Review - Cathouse: Anything Goes (Episode 2)


Short review: Come to the Bunny Ranch and indulge your fetishes. Or just have sex with the new girl from Nebraska.

Haiku
Show up in diapers
The Bunnies will baby you
If you have the cash

Full review: How does episode two of Cathouse start? Just in case anyone was unclear on exactly what happens at the Moonlite Bunny Ranch, the opening sequence of "Anything Goes" joins Air Force Amy on the road, heading to work, where she will (she hopes) be paid for sex. We are then treated to a swift transition as Dennis Hof argues that the Bunny Ranch is a historic place, citing its statues as a stop on the Pony Express, and then drawing a connection between mining companies bringing prostitutes to Virginia City to service the miners and the Bunny Ranch of the present day. Given that the economy of Virginia City collapsed in 1898 when the Comstock Lode was exhausted, and the Bunny Ranch wasn't established until 1955, drawing a connection between the two seems like a stretch to me. Dennis then caps off his discussion about the supposed historical significance of the Bunny Ranch by explaining that he bought the business because Subway declined to sell him a franchise with a delivery so convincing that one is almost certain that the next option for most rejected Subway supplicants is to find a Nevada brothel in need to a new owner.

The show then shifts to the first of the two themes that run through this episode, with a brief scene involving a rather large man dressed rather unconvincingly as a woman to illustrate that, as the title of this installment of the series suggests, anything goes at the Bunny Ranch. As Dennis says, if a man shows up wearing a dress and pumps, the only thing anyone will say to him is "nice shoes". Reinforcing this are brief clips of various Bunnies, including Amy Andersinn, Danielle, Sunset Thomas, Isabella Soprano, and my favorite Bunny in the episode Karla, all asserting that literally anything goes, but they bring things back to reality by adding "so long as the money is right".

While the Bunny Ranch is a place where people go to fulfill their outlandish fantasies, everything comes at a price. To demonstrate the reality of this, the show presents the viewer with a cross-dresser (not the same one from the first segment) sitting with Danielle and Sunshine Lane intercut with some couch interview scenes where Danielle talks about this particular encounter in which she discusses the mental confusion this particular client caused her - first saying that she would think of the client as a woman, which she says excited her (and seems to contradict some things Danielle says about women later), but then she recognized he was a man, and she couldn't decide which she liked better. After following Danielle, Sunshine, and their cross-dressing client to their bedroom door (and no further), the show then turns to a very brief scene in which Air Force Amy tosses a pile of whips and leather straps onto her bed and then parades a naked and collared client about her room while she cracks a whip. The point of this scene seems to be to allow Amy to talk about just how tough the sex business really is, and how the girls have to be willing to cater to every need.

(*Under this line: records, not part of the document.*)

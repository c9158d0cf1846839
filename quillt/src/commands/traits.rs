//! Command trait and common result type for the quillt CLI.

use std::process::ExitCode;

use crate::error::Result;

/// Standard command trait that all quillt commands implement.
///
/// # Type Parameters
/// * `Args` - The arguments type for this command
pub trait Command {
    /// The arguments type for this command.
    type Args;

    /// Create a new command instance with the given arguments.
    fn new(args: Self::Args) -> Self;

    /// Execute the command.
    ///
    /// Lexical errors in the scanned files are part of the returned
    /// [`CommandResult`]; `Err` means the command itself could not run.
    fn execute(&self) -> Result<CommandResult>;

    /// Get the command name.
    fn name() -> &'static str;
}

/// Outcome of scanning one or more files.
#[derive(Debug, Clone, Default, PartialEq, Eq)]
pub struct CommandResult {
    /// Number of files scanned.
    pub files_scanned: usize,

    /// Number of files with at least one error.
    pub files_failed: usize,

    /// Total errors reported across all files.
    pub errors: usize,
}

impl CommandResult {
    /// Record one scanned file and the number of errors it produced.
    pub fn record_file(&mut self, errors: usize) {
        self.files_scanned += 1;
        self.errors += errors;
        if errors > 0 {
            self.files_failed += 1;
        }
    }

    /// Returns true if no file produced an error.
    pub fn is_success(&self) -> bool {
        self.files_failed == 0
    }

    /// Process exit status: 0 on success, 1 when any file had errors.
    pub fn exit_code(&self) -> ExitCode {
        if self.is_success() {
            ExitCode::SUCCESS
        } else {
            ExitCode::from(1)
        }
    }
}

At this point the show shifts gears in a segment titled "From the Plains of Nebraska" to the other theme of the episode - the arrival of a new working girl in the person of Bianca, formerly a dancer (given the context in which this information is presented, one assumes she has worked as a stripper, but this is never explicitly stated). As Madam Suzette says at one point, the customers like girls who are new to the Bunny Ranch, and HBO seems to have decided that their viewers would too, because the story line revolving around Bianca's arrival at the Bunny Ranch is only the first of a couple times that the arrival of a new girl is a highlighted feature of the show. Dennis informs the camera that the Bunny Ranch gets calls from ten to twenty women a day asking about jobs and brings in five or so new girls every week to work. If anyone was wondering just if the Bunny Ranch was ever going to run short of women, the answer seems to be "no". But lest anyone think that working at the Bunny ranch is a cakewalk, we get revelations from Daisy and Vandalia about how scared and nervous they were when they started on the job - Daisy going so far as to say she cried herself to sleep every night for the first week. Sunset Thomas chips in about how nervous she was when she started working, but her complaint is slightly different (probably because when she came to the Bunny Ranch she was already a popular porn actress): she is nervous about handling the money related end of the business.

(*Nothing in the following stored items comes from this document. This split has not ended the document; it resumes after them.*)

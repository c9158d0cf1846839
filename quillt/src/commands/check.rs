//! Check command implementation.
//!
//! Scans each file and reports whether it tokenizes cleanly.

use std::path::PathBuf;

use quill_lex::scan;
use quill_util::{ColorConfig, Emitter, Handler, SourceFile};
use tracing::debug;

use crate::commands::common::{error_messages, read_source, stderr_emitter};
use crate::commands::traits::{Command, CommandResult};
use crate::error::{QuilltError, Result};

/// Arguments for the check command.
#[derive(Debug, Clone)]
pub struct CheckArgs {
    /// Files to scan.
    pub files: Vec<PathBuf>,
    /// Print a summary line for files without errors.
    pub verbose: bool,
    /// Diagnostic coloring.
    pub color: ColorConfig,
}

/// Check command handler.
pub struct CheckCommand {
    args: CheckArgs,
}

impl CheckCommand {
    /// Execute the command.
    pub fn run(&self) -> Result<CommandResult> {
        if self.args.files.is_empty() {
            return Err(QuilltError::Validation(
                error_messages::NO_INPUT_FILES.to_string(),
            ));
        }

        let emitter = stderr_emitter(self.args.color);
        let mut result = CommandResult::default();

        for path in &self.args.files {
            let source = read_source(path)?;
            let errors = self.check_source(&emitter, &source);
            result.record_file(errors);
        }

        debug!(
            files = result.files_scanned,
            failed = result.files_failed,
            errors = result.errors,
            "check finished"
        );
        Ok(result)
    }

    /// Scan one source file, print its report and return its error count.
    fn check_source(&self, emitter: &Emitter, source: &SourceFile) -> usize {
        let mut handler = Handler::new();
        let tokens = scan(source.content(), &mut handler);

        if !handler.diagnostics().is_empty() {
            eprint!("{}", report(emitter, &handler, source));
        } else if self.args.verbose {
            println!("{}: ok ({} tokens)", source.name(), tokens.len());
        }

        handler.error_count()
    }
}

/// Render the diagnostics of a file, followed by the abort notice when any is an error.
fn report(emitter: &Emitter, handler: &Handler, source: &SourceFile) -> String {
    let mut out = emitter.render_all(handler.diagnostics(), source);
    if handler.has_errors() {
        out.push('\n');
        out.push_str(&emitter.render_abort(handler.error_count(), source.name()));
    }
    out
}

impl Command for CheckCommand {
    type Args = CheckArgs;

    fn new(args: Self::Args) -> Self {
        Self { args }
    }

    fn execute(&self) -> Result<CommandResult> {
        debug!(command = Self::name(), "executing command");
        self.run()
    }

    fn name() -> &'static str {
        "check"
    }
}

/// Run the check command.
pub fn run_check(args: CheckArgs) -> Result<CommandResult> {
    CheckCommand::new(args).execute()
}

#[cfg(test)]
mod tests {
    use super::*;
    use tempfile::TempDir;

    fn args(files: Vec<PathBuf>) -> CheckArgs {
        CheckArgs {
            files,
            verbose: false,
            color: ColorConfig::Never,
        }
    }

    #[test]
    fn test_report_layout() {
        let source = SourceFile::new("demo.ql", "1 # 2\n");
        let mut handler = Handler::new();
        scan(source.content(), &mut handler);

        let rendered = report(&Emitter::plain(), &handler, &source);
        assert_eq!(
            rendered,
            "error[E1001]: unknown character `#`\n \
             --> demo.ql:1:3\n  \
             |\n\
             1 | 1 # 2\n  \
             |   ^\n  \
             = help: remove the character\n\
             \n\
             error: aborting due to 1 previous error\n\
             \n\
             error: could not tokenize `demo.ql`\n"
        );
    }

    #[test]
    fn test_check_counts_failures() {
        let dir = TempDir::new().unwrap();
        let good = dir.path().join("good.ql");
        let bad = dir.path().join("bad.ql");
        std::fs::write(&good, "1 + 2;").unwrap();
        std::fs::write(&bad, "\"open").unwrap();

        let result = run_check(args(vec![good, bad])).unwrap();
        assert_eq!(result.files_scanned, 2);
        assert_eq!(result.files_failed, 1);
        assert_eq!(result.errors, 1);
    }

    #[test]
    fn test_check_requires_files() {
        let err = run_check(args(Vec::new())).unwrap_err();
        assert!(matches!(err, QuilltError::Validation(_)));
    }

    #[test]
    fn test_command_name() {
        assert_eq!(CheckCommand::name(), "check");
    }

    #[test]
    fn test_check_missing_file() {
        let err = run_check(args(vec![PathBuf::from("/nonexistent/a.ql")])).unwrap_err();
        assert!(matches!(err, QuilltError::Validation(_)));
    }
}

The story of Bianca's introduction to the world of working in a legal brothel is woven throughout the rest of the episode. During a segment in which she is tutored by a veteran Bunny (Deanna I think, who shows up in several episodes, but is rarely credited onscreen, so I'm not sure if that's the correct name) we learn a little bit about the internal operations of the Ranch, such as the fact that the women work twelve hour shifts and in the jargon of the Ranch, the selection of things a woman is willing to do is euphemistically called a "tour". Deanna also cautions Bianca to never tell a customer with an unusual request that it is impossible for their desires to be fulfilled, because even if she is unwilling to do it, another one of the women at the Ranch probably will.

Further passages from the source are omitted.